Activist investor Elliott builds stake in GSK after fresh trial upset
Activist investor Elliott Management has built a significant stake in GlaxoSmithKline, after a poor run of clinical trial results this year raised questions about management’s strategy to turn around the company’s fortunes.
The news follows another trial disappointment this week, where GSK’s feladilimab, combined with Merck & Co’s Keytruda (pembrolizumab), came up short in a trial of patients with head and neck cancer.
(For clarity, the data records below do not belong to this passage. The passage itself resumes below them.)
//! Phase 2: per-node partial variance around the global mean.

use std::collections::BTreeMap;

use serde::{Deserialize, Serialize};

use crate::error::{SummaryError, SummaryResult};
use crate::policy::StatisticKind;
use crate::privacy::GuardDecision;
use crate::types::DataSet;

/// Everything a node shares in phase 2.
///
/// `variance_sums[c]` is `Σ (x − mean_c)²` over the node's non-missing values of `c`. A column is
/// absent when the node withheld it.
#[derive(Debug, Clone, Default, PartialEq, Serialize, Deserialize)]
pub struct LocalVarianceBundle {
    pub variance_sums: BTreeMap<String, f64>,
}

/// Compute the phase-2 bundle for the admitted columns among `means`.
///
/// Nothing is shared if either the variance or the standard deviation switch is off.
pub fn compute_local_variance(
    dataset: &DataSet,
    means: &BTreeMap<String, f64>,
    decision: &GuardDecision,
) -> SummaryResult<LocalVarianceBundle> {
    if !decision.allows(StatisticKind::Variance) || !decision.allows(StatisticKind::Std) {
        return Ok(LocalVarianceBundle::default());
    }

    let mut variance_sums = BTreeMap::new();
    for column in &decision.allowed_columns {
        let Some(&mean) = means.get(column) else {
            continue;
        };
        let idx = dataset.column_index(column)?;
        let mut acc = 0.0f64;
        for value in dataset.column_values(idx).filter(|v| !v.is_missing()) {
            let x = value.as_f64().ok_or_else(|| SummaryError::NotNumeric {
                column: column.clone(),
            })?;
            acc += (x - mean) * (x - mean);
        }
        variance_sums.insert(column.clone(), acc);
    }

    Ok(LocalVarianceBundle { variance_sums })
}
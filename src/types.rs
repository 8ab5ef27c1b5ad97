//! Core data model types.
//!
//! Each data station holds its private partition as an in-memory [`DataSet`] described by a
//! [`Schema`] (a list of typed [`Field`]s). Nothing in this module ever leaves the station; only
//! the aggregates computed in [`crate::local`] do.

use std::fmt;

use serde::{Deserialize, Serialize};

use crate::error::{SummaryError, SummaryResult};

/// Logical storage type for a schema field.
#[derive(Debug, Clone, Copy, PartialEq, Eq)]
pub enum DataType {
    /// 64-bit signed integer.
    Int64,
    /// 64-bit floating point number.
    Float64,
    /// Boolean.
    Bool,
    /// UTF-8 string.
    Utf8,
}

/// A single named, typed field in a [`Schema`].
#[derive(Debug, Clone, PartialEq, Eq)]
pub struct Field {
    /// Field/column name.
    pub name: String,
    /// Field data type.
    pub data_type: DataType,
}

impl Field {
    /// Create a new field.
    pub fn new(name: impl Into<String>, data_type: DataType) -> Self {
        Self {
            name: name.into(),
            data_type,
        }
    }
}

/// A list of fields describing the shape of a partition.
#[derive(Debug, Clone, PartialEq, Eq)]
pub struct Schema {
    /// Ordered list of fields.
    pub fields: Vec<Field>,
}

impl Schema {
    /// Create a new schema from fields.
    pub fn new(fields: Vec<Field>) -> Self {
        Self { fields }
    }

    /// Iterate field names in order.
    pub fn field_names(&self) -> impl Iterator<Item = &str> {
        self.fields.iter().map(|f| f.name.as_str())
    }

    /// Returns the index of a field by name, if present.
    pub fn index_of(&self, name: &str) -> Option<usize> {
        self.fields.iter().position(|f| f.name == name)
    }
}

/// A single typed value in a [`DataSet`].
#[derive(Debug, Clone, PartialEq)]
pub enum Value {
    /// Missing/empty value.
    Null,
    /// 64-bit signed integer.
    Int64(i64),
    /// 64-bit float.
    Float64(f64),
    /// Boolean.
    Bool(bool),
    /// UTF-8 string.
    Utf8(String),
}

impl Value {
    /// `true` for [`Value::Null`] and for a non-finite float (`NaN` or an infinity).
    pub fn is_missing(&self) -> bool {
        match self {
            Value::Null => true,
            Value::Float64(v) => !v.is_finite(),
            _ => false,
        }
    }

    /// Reads the value as a real number.
    ///
    /// Text is accepted when it parses as a finite float, so numeric columns stored as strings can
    /// be cast. Booleans and missing values yield `None`.
    pub fn as_f64(&self) -> Option<f64> {
        match self {
            Value::Int64(v) => Some(*v as f64),
            Value::Float64(v) if v.is_finite() => Some(*v),
            Value::Utf8(s) => s.trim().parse::<f64>().ok().filter(|v| v.is_finite()),
            _ => None,
        }
    }

    /// Key under which a non-missing value is counted in a unique-value map.
    pub fn category_key(&self) -> Option<String> {
        match self {
            _ if self.is_missing() => None,
            Value::Int64(v) => Some(v.to_string()),
            Value::Float64(v) => Some(v.to_string()),
            Value::Bool(v) => Some(v.to_string()),
            Value::Utf8(s) => Some(s.clone()),
            Value::Null => None,
        }
    }
}

/// In-memory tabular dataset.
///
/// Rows are stored as `Vec<Vec<Value>>` in the same order as the [`Schema`] fields.
#[derive(Debug, Clone, PartialEq)]
pub struct DataSet {
    /// Schema describing row shape.
    pub schema: Schema,
    /// Row-major value storage.
    pub rows: Vec<Vec<Value>>,
}

impl DataSet {
    /// Create a dataset from schema and rows.
    pub fn new(schema: Schema, rows: Vec<Vec<Value>>) -> Self {
        Self { schema, rows }
    }

    /// Number of rows in the dataset.
    pub fn row_count(&self) -> usize {
        self.rows.len()
    }

    /// Index of `column`, or [`SummaryError::UnknownColumn`].
    pub fn column_index(&self, column: &str) -> SummaryResult<usize> {
        self.schema
            .index_of(column)
            .ok_or_else(|| SummaryError::UnknownColumn {
                column: column.to_string(),
            })
    }

    /// Iterate the values of the column at `idx`, one per row.
    ///
    /// Short rows yield [`Value::Null`] for the missing cell.
    pub fn column_values(&self, idx: usize) -> impl Iterator<Item = &Value> {
        self.rows.iter().map(move |row| row.get(idx).unwrap_or(&Value::Null))
    }
}

/// Resolved statistical kind of a column for one run.
#[derive(Debug, Clone, Copy, PartialEq, Eq, Hash, Serialize, Deserialize)]
#[serde(rename_all = "snake_case")]
pub enum ColumnKind {
    /// Count/mean/std/min/max/missing are computed.
    Numeric,
    /// Count/missing/unique-value counts are computed.
    Categorical,
}

/// Identifier of a data station (an organization in the collaboration).
#[derive(Debug, Clone, Copy, PartialEq, Eq, PartialOrd, Ord, Hash, Serialize, Deserialize)]
#[serde(transparent)]
pub struct NodeId(pub u64);

impl fmt::Display for NodeId {
    fn fmt(&self, f: &mut fmt::Formatter<'_>) -> fmt::Result {
        write!(f, "{}", self.0)
    }
}
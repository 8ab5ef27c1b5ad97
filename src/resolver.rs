//! Numeric vs categorical column resolution.
//!
//! Every station applies the same rules to its own partition. The aggregator rejects a run in
//! which two stations disagree (see [`crate::SummaryError::ColumnTypeMismatch`]).

use std::collections::HashSet;

use crate::error::{SummaryError, SummaryResult};
use crate::types::{ColumnKind, DataSet, DataType, Value};

/// Tuning for the type heuristic.
#[derive(Debug, Clone, Copy, PartialEq, Eq)]
pub struct ResolverOptions {
    /// A text column whose values all parse as numbers is treated as numeric only if it has more
    /// distinct values than this; fewer are taken to be codes.
    pub categorical_cardinality: usize,
}

impl Default for ResolverOptions {
    fn default() -> Self {
        Self {
            categorical_cardinality: 10,
        }
    }
}

/// Resolves the [`ColumnKind`] of columns in a node's dataset.
#[derive(Debug, Clone, Copy, Default)]
pub struct ColumnTypeResolver {
    opts: ResolverOptions,
}

impl ColumnTypeResolver {
    pub fn new(opts: ResolverOptions) -> Self {
        Self { opts }
    }

    /// Resolve `column`, honoring `hint` when given.
    ///
    /// - A [`ColumnKind::Numeric`] hint is checked: every non-missing value must read as a real
    ///   number, otherwise [`SummaryError::NotNumeric`].
    /// - A [`ColumnKind::Categorical`] hint is always accepted.
    /// - Without a hint, `Int64`/`Float64` fields are numeric, `Bool` fields are categorical, and
    ///   `Utf8` fields are numeric only if every non-missing value parses as a number and the
    ///   column has more than `categorical_cardinality` distinct values.
    pub fn resolve(
        &self,
        dataset: &DataSet,
        column: &str,
        hint: Option<ColumnKind>,
    ) -> SummaryResult<ColumnKind> {
        let idx = dataset.column_index(column)?;
        let data_type = dataset.schema.fields[idx].data_type;

        match hint {
            Some(ColumnKind::Categorical) => Ok(ColumnKind::Categorical),
            Some(ColumnKind::Numeric) => {
                if all_numeric(dataset, idx) {
                    Ok(ColumnKind::Numeric)
                } else {
                    Err(SummaryError::NotNumeric {
                        column: column.to_string(),
                    })
                }
            }
            None => Ok(match data_type {
                DataType::Int64 | DataType::Float64 => ColumnKind::Numeric,
                DataType::Bool => ColumnKind::Categorical,
                DataType::Utf8 => {
                    if all_numeric(dataset, idx)
                        && distinct_count(dataset, idx) > self.opts.categorical_cardinality
                    {
                        ColumnKind::Numeric
                    } else {
                        ColumnKind::Categorical
                    }
                }
            }),
        }
    }

    /// Resolve several columns. A column listed in `numeric_hints` is hinted numeric; when
    /// `numeric_hints` is given, every other column is hinted categorical.
    pub fn resolve_all(
        &self,
        dataset: &DataSet,
        columns: &[String],
        numeric_hints: Option<&[String]>,
    ) -> SummaryResult<Vec<(String, ColumnKind)>> {
        columns
            .iter()
            .map(|column| {
                let hint = numeric_hints.map(|numeric| {
                    if numeric.iter().any(|n| n == column) {
                        ColumnKind::Numeric
                    } else {
                        ColumnKind::Categorical
                    }
                });
                Ok((column.clone(), self.resolve(dataset, column, hint)?))
            })
            .collect()
    }
}

fn all_numeric(dataset: &DataSet, idx: usize) -> bool {
    dataset
        .column_values(idx)
        .filter(|v| !v.is_missing())
        .all(|v| v.as_f64().is_some())
}

fn distinct_count(dataset: &DataSet, idx: usize) -> usize {
    dataset
        .column_values(idx)
        .filter_map(Value::category_key)
        .collect::<HashSet<_>>()
        .len()
}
GSK decided to stop enrolling patients on the phase 2 INDUCE-3 trial, discontinuing treatment with feladilimab and has also axed the INDUCE-4 phase 2 trial, testing feladilimab versus placebo in combination with Keytruda and chemotherapy.
Another high-profile failure this year was the lung cancer hopeful bintrafusp alfa, the focus of a deal worth up to $4.2 billion signed with Germany’s Merck KGaA.
But that failed in a late-stage lung cancer trial comparing it with Keytruda in January.
And despite its expertise in vaccines GSK has been beaten soundly by rivals such as AstraZeneca and Pfizer in the race to develop COVID-19 shots, with a joint project with Sanofi delayed after a reformulation late last year.
According to press reports Elliott Management has built a “significant” stake in GSK, leading to speculation that the investor will push for changes at the company.
Neither GSK or Elliott Management have commented on the stories, which sent the UK pharma’s share price sharply up yesterday.
Elliott was founded in 1977 by Paul Singer and its European business is run by his son, Gordon.
The firm has a history of pressing for changed in pharma companies it invests in, pushing for the sale of Alexion before it was bought by AstraZeneca late last year for $39 billion.
Last year Elliott pushed for changes at Ireland’s Alkermes, which announced a “Value Enhancement Plan” drawn up following “constructive dialogue” with the investor.
That plan included multi-year profitability targets, a cost-cutting drive, potential sale of assets and appointment of two new directors.
Any intervention from Elliott would come at a crucial time for GSK, which is preparing to break split off its consumer healthcare business under the leadership of CEO Dame Emma Walmsley.
Walmsley has also hired highly-rated R&D guru Hal Barron on a bumper pay package, who concluded 2020 with a deal-making frenzy to boost the company's pipeline.
With or without Elliott, it's clear that GSK needs a break with several phase 3 readouts looming including from a potential asthma drug, Blenrep (belantamab mafodotin) in third line multiple myeloma and its rheumatoid arthritis hopeful otilimab.